§ PROVIDED DATA:
↓↓↓

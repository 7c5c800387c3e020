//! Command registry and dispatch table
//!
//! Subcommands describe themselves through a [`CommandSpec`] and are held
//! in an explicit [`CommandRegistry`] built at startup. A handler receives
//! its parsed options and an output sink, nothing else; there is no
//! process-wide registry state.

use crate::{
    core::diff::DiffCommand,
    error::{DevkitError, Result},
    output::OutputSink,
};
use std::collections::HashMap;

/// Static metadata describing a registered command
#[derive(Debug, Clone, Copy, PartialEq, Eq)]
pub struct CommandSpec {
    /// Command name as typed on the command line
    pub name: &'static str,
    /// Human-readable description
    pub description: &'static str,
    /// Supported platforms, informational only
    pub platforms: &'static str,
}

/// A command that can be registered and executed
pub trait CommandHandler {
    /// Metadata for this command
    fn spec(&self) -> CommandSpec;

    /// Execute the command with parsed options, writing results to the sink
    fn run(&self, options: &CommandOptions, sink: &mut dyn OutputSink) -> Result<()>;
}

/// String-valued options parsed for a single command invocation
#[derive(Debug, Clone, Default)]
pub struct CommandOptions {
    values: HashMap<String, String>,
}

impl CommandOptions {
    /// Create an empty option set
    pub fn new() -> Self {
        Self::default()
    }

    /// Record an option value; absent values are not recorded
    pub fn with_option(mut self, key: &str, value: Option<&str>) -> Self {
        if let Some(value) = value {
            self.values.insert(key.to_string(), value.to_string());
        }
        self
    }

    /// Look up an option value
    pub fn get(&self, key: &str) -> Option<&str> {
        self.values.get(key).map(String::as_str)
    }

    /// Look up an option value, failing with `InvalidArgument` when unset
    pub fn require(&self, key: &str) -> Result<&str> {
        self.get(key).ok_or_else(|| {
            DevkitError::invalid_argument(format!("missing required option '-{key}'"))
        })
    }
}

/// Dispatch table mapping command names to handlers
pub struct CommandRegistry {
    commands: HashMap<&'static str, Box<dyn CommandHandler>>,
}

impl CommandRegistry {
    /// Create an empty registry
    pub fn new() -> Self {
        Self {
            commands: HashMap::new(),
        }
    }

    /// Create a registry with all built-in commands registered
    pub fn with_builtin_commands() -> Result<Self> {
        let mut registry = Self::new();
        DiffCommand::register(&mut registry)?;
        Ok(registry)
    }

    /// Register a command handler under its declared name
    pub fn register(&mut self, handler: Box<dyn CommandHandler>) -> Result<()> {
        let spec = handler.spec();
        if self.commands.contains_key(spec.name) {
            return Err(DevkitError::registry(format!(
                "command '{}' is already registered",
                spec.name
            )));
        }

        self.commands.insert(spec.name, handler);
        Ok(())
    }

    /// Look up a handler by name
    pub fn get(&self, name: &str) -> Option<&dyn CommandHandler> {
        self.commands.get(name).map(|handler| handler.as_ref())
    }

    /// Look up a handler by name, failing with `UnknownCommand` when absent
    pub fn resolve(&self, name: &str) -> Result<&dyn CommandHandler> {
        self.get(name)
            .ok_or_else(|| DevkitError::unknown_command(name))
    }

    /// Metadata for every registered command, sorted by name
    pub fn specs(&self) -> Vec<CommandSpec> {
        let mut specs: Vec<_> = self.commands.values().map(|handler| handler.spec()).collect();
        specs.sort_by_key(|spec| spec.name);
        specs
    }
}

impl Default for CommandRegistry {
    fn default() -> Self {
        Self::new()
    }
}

↑↑↑

§ WHAT IS EXPECTED:
Would you state how many lines in the listing above contain the word "when"? Reply with the number and no other words.

§ FINISHED TASK:
2